Thursday, January 29, 2009

It's a...

This morning we have scheduled our 20 week ultrasound. This day is both exciting and unnerving. Today will offer us a better idea if the baby is a-ok, or if there's a need for further procedures. I'm apprehensive about our visit to the hospital as I'm sure more challenging news will be passed our way. What else could it be? And as if ready to offer up something to worry about my body is not quite right this morning.

I awoke at 5:30 with a strange piercing pain in my upper left belly, a continuation of what started late last night. It's like someone is sticking me with a hot needle. It'd startled me awake and then I'd fall back to sleep only to be awoke again just moments later. Never mind if I was/am on my back, on my side, sitting at my computer or standing in the shower, the pain persists and now occurs with regularity if noticeably less severity. What the ?

I get to offer up a potential problem today. Great.

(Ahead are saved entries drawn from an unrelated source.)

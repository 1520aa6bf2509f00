//! ## [Outlook Item File (.msg)](https://learn.microsoft.com/en-us/openspecs/exchange_server_protocols/ms-oxmsg/b046868c-9fbf-41ae-9ffb-8de2bd4eec82)
//!
//! A single message serialized into a CFB container: one property stream per
//! storage, with large values in sibling `__substg1.0_` streams and
//! recipients/attachments in numbered sub-storages.

use std::io;
use thiserror::Error;

pub mod message;
pub mod property_stream;

pub use message::MsgFile;

#[derive(Error, Debug)]
pub enum MsgError {
    #[error("Compound file error: {0}")]
    Cfb(#[from] crate::cfb::CfbError),
    #[error("Property error: {0}")]
    Property(#[from] crate::props::PropertyError),
    #[error("Property stream size less header is not divisible by 16: 0x{0:X}")]
    MisalignedPropertyStream(usize),
    #[error("Truncated property stream header: 0x{0:X} bytes")]
    TruncatedPropertyStream(usize),
    #[error("Property 0x{0:04X} size 0x{1:X} does not match stream length 0x{2:X}")]
    PropertySizeMismatch(u16, u32, usize),
    #[error("Duplicate property: 0x{0:04X}")]
    DuplicatePropertyId(u16),
}

impl From<MsgError> for io::Error {
    fn from(err: MsgError) -> io::Error {
        io::Error::new(io::ErrorKind::InvalidData, err)
    }
}

pub type MsgResult<T> = Result<T, MsgError>;
//! ## [HN (Heap-on-Node)](https://learn.microsoft.com/en-us/openspecs/office_file_formats/ms-pst/77ce49a3-3772-4d8d-bb2c-2f7520a238a6)

use byteorder::{ByteOrder, LittleEndian};
use std::collections::BTreeMap;

use super::{LtpError, LtpResult};
use crate::ndb::{
    block::SubNodeLeafEntry, block_id::BlockId, node_id::NodeId, page::NodeBTreeEntry,
    NodeDatabase,
};

const HEAP_SIGNATURE: u8 = 0xEC;

/// [HID](https://learn.microsoft.com/en-us/openspecs/office_file_formats/ms-pst/85b9e985-ea53-447f-b70c-eb82bfbdcbc9):
/// 5 bits of type, an 11-bit 1-based allocation index, and a 16-bit
/// block (heap page) index.
#[derive(Clone, Copy, Default, PartialEq, Eq, Debug)]
pub struct HeapId(u32);

impl HeapId {
    pub fn raw(&self) -> u32 {
        self.0
    }

    pub fn id_type(&self) -> u8 {
        (self.0 & 0x1F) as u8
    }

    /// `hidIndex`, 1-based; zero means an empty reference.
    pub fn index(&self) -> u16 {
        ((self.0 >> 5) & 0x7FF) as u16
    }

    pub fn block_index(&self) -> u16 {
        (self.0 >> 16) as u16
    }

    pub fn is_empty(&self) -> bool {
        self.index() == 0
    }
}

impl From<u32> for HeapId {
    fn from(value: u32) -> Self {
        Self(value)
    }
}

/// `bClientSig`: which client structure lives in this heap.
#[repr(u8)]
#[derive(Copy, Clone, PartialEq, Eq, Debug)]
pub enum HeapClientType {
    /// `bTypeTC`: Table Context
    Table = 0x7C,
    /// `bTypeBTH`: BTree-on-Heap
    Tree = 0xB5,
    /// `bTypePC`: Property Context
    Properties = 0xBC,
}

impl TryFrom<u8> for HeapClientType {
    type Error = LtpError;

    fn try_from(value: u8) -> Result<Self, Self::Error> {
        match value {
            0x7C => Ok(Self::Table),
            0xB5 => Ok(Self::Tree),
            0xBC => Ok(Self::Properties),
            _ => Err(LtpError::InvalidHeapClientType(value)),
        }
    }
}

/// [HNPAGEMAP](https://learn.microsoft.com/en-us/openspecs/office_file_formats/ms-pst/291653c0-b347-4c5b-ba41-85ad780b4ba4):
/// the allocation offsets at the end of each heap page. `rgibAlloc` holds
/// `cAlloc + 1` monotonically non-decreasing offsets; allocation `k`
/// (1-based) spans `[rgibAlloc[k-1], rgibAlloc[k])`.
#[derive(Clone, Debug)]
struct HeapPageMap {
    offsets: Vec<u16>,
}

impl HeapPageMap {
    fn parse(section: &[u8], page_map_offset: u16) -> LtpResult<Self> {
        let start = usize::from(page_map_offset);
        if start + 4 > section.len() {
            return Err(LtpError::InvalidHeapPageMapOffset(page_map_offset));
        }

        let alloc_count = usize::from(LittleEndian::read_u16(&section[start..]));
        let _free_count = LittleEndian::read_u16(&section[start + 2..]);

        let offsets_start = start + 4;
        if offsets_start + (alloc_count + 1) * 2 > section.len() {
            return Err(LtpError::InvalidHeapPageMapOffset(page_map_offset));
        }

        let mut offsets = Vec::with_capacity(alloc_count + 1);
        let mut last = 0_u16;
        for index in 0..=alloc_count {
            let offset = LittleEndian::read_u16(&section[offsets_start + index * 2..]);
            if offset < last || usize::from(offset) > section.len() {
                return Err(LtpError::InvalidHeapAllocOffset(offset));
            }
            offsets.push(offset);
            last = offset;
        }

        Ok(Self { offsets })
    }
}

/// A heap spanning the block-data sequence of a node, together with the
/// node's resolved sub-node map. Section 0 carries the `HNHDR`; every
/// further section starts with its own page-map offset (`HNPAGEHDR` and
/// `HNBITMAPHDR` both lead with `ibHnpm`).
pub struct HeapNode {
    client_type: HeapClientType,
    user_root: HeapId,
    sections: Vec<Vec<u8>>,
    page_maps: Vec<HeapPageMap>,
    sub_nodes: BTreeMap<u32, SubNodeLeafEntry>,
}

impl HeapNode {
    /// Read the heap of a node from the NBT entry's data and sub-node block
    /// chains.
    pub fn read_node(database: &NodeDatabase, entry: &NodeBTreeEntry) -> LtpResult<Self> {
        Self::read(database, entry.data(), entry.sub_node())
    }

    /// Read the heap of a sub-node; its own nested sub-node chain comes
    /// along when present.
    pub fn read_sub_node(database: &NodeDatabase, entry: &SubNodeLeafEntry) -> LtpResult<Self> {
        Self::read(database, entry.data(), entry.sub_node())
    }

    fn read(database: &NodeDatabase, data: BlockId, sub_node: BlockId) -> LtpResult<Self> {
        let sections = database.fetch_all_block_data(data)?;
        let sub_nodes = if sub_node.is_zero() {
            BTreeMap::new()
        } else {
            database.fetch_sub_nodes(sub_node)?
        };
        Self::parse(sections, sub_nodes)
    }

    pub(crate) fn parse(
        sections: Vec<Vec<u8>>,
        sub_nodes: BTreeMap<u32, SubNodeLeafEntry>,
    ) -> LtpResult<Self> {
        if sections.is_empty() {
            return Err(LtpError::EmptyHeapNode);
        }

        let first = &sections[0];
        if first.len() < 12 {
            return Err(LtpError::EmptyHeapNode);
        }
        let signature = first[2];
        if signature != HEAP_SIGNATURE {
            return Err(LtpError::InvalidHeapSignature(signature));
        }
        let client_type = HeapClientType::try_from(first[3])?;
        let user_root = HeapId::from(LittleEndian::read_u32(&first[4..8]));

        let page_maps = sections
            .iter()
            .map(|section| {
                if section.len() < 2 {
                    return Err(LtpError::EmptyHeapNode);
                }
                HeapPageMap::parse(section, LittleEndian::read_u16(&section[..2]))
            })
            .collect::<LtpResult<_>>()?;

        Ok(Self {
            client_type,
            user_root,
            sections,
            page_maps,
            sub_nodes,
        })
    }

    pub fn client_type(&self) -> HeapClientType {
        self.client_type
    }

    pub fn user_root(&self) -> HeapId {
        self.user_root
    }

    pub fn sub_nodes(&self) -> &BTreeMap<u32, SubNodeLeafEntry> {
        &self.sub_nodes
    }

    pub fn sub_node(&self, node: NodeId) -> LtpResult<&SubNodeLeafEntry> {
        self.sub_nodes
            .get(&u32::from(node))
            .ok_or(LtpError::SubNodeNotFound(u32::from(node)))
    }

    /// Slice the allocation a HID refers to.
    pub fn find_entry(&self, heap_id: HeapId) -> LtpResult<&[u8]> {
        let block_index = heap_id.block_index();
        let (section, page_map) = self
            .sections
            .get(usize::from(block_index))
            .zip(self.page_maps.get(usize::from(block_index)))
            .ok_or(LtpError::HeapBlockIndexNotFound(block_index))?;

        let index = usize::from(heap_id.index());
        if index == 0 || index >= page_map.offsets.len() {
            return Err(LtpError::HeapAllocIndexNotFound(heap_id.index()));
        }

        let start = usize::from(page_map.offsets[index - 1]);
        let end = usize::from(page_map.offsets[index]);
        Ok(&section[start..end])
    }
}

#[cfg(test)]
mod tests {
    use super::*;

    #[test]
    fn test_heap_id_packing() {
        let heap_id = HeapId::from(0x0002_0040);
        assert_eq!(heap_id.id_type(), 0);
        assert_eq!(heap_id.index(), 2);
        assert_eq!(heap_id.block_index(), 2);
        assert!(!heap_id.is_empty());
        assert!(HeapId::from(0).is_empty());
    }

    #[test]
    fn test_page_map_monotonic() {
        let mut section = vec![0_u8; 32];
        // cAlloc = 2, cFree = 0, offsets 12, 16, 20
        section[8..10].copy_from_slice(&2_u16.to_le_bytes());
        section[12..14].copy_from_slice(&12_u16.to_le_bytes());
        section[14..16].copy_from_slice(&16_u16.to_le_bytes());
        section[16..18].copy_from_slice(&20_u16.to_le_bytes());

        let page_map = HeapPageMap::parse(&section, 8).unwrap();
        assert_eq!(page_map.offsets, vec![12, 16, 20]);
    }

    #[test]
    fn test_page_map_rejects_decreasing_offsets() {
        let mut section = vec![0_u8; 32];
        section[8..10].copy_from_slice(&2_u16.to_le_bytes());
        section[12..14].copy_from_slice(&16_u16.to_le_bytes());
        section[14..16].copy_from_slice(&12_u16.to_le_bytes());
        section[16..18].copy_from_slice(&20_u16.to_le_bytes());

        let Err(LtpError::InvalidHeapAllocOffset(12)) = HeapPageMap::parse(&section, 8) else {
            panic!("decreasing rgibAlloc should fail");
        };
    }

    #[test]
    fn test_page_map_rejects_out_of_bounds() {
        let mut section = vec![0_u8; 16];
        section[8..10].copy_from_slice(&1_u16.to_le_bytes());
        section[12..14].copy_from_slice(&12_u16.to_le_bytes());
        section[14..16].copy_from_slice(&200_u16.to_le_bytes());

        let Err(LtpError::InvalidHeapAllocOffset(200)) = HeapPageMap::parse(&section, 8) else {
            panic!("out-of-bounds rgibAlloc should fail");
        };
    }
}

So this is the ultrasound that looks closely at the anatomy of the baby. Checking for symmetry and twos of everything. And today us the day we could find out the sex of the baby. A highly anticipated moment. Except we want to wait, much to the frustration of everyone ready to purchase items for the little one. A recent conversation with a Greek friend of a friend opened my eyes to another reason to wait to buy things for the baby. To fend off the evil eye. You don't ever want to assume the best for you might just be dealt the worst. Now, neither Andrew nor I are particularly superstitious so this isn't why we'd like to wait. We'd just like to be surprised and simplify this process a little bit. Of course, others would say we are only making this more difficult.

For example I'm being told my Nana won't be able to make the baby blanket because she doesn't know what color yarn to buy. And my other family won't know what kind of clothes to buy the little one because the boy might end up with pink or the girl with blue. Oh boy. And what about the always cute and gender neutral yellow and green. This we were told is the universal color code for "the parents-who-didn't-want-to-know." I suppose when the baby's 5 months old and only in greens and yellows I should expect people to approach me and say "ahhh didn't want to know, huh?" But who's to say people will only gift yellow and green? There are so many great colors left, Red, Orange, Grey, Brown, Olive, Creme, Maroon, Blue... anyway doesn't a baby look cute in anything? I say yes! And besides we only need a few things at first. Onesies and sleepsacks

Well, we'll see. Who knows we may get in there and just change our minds.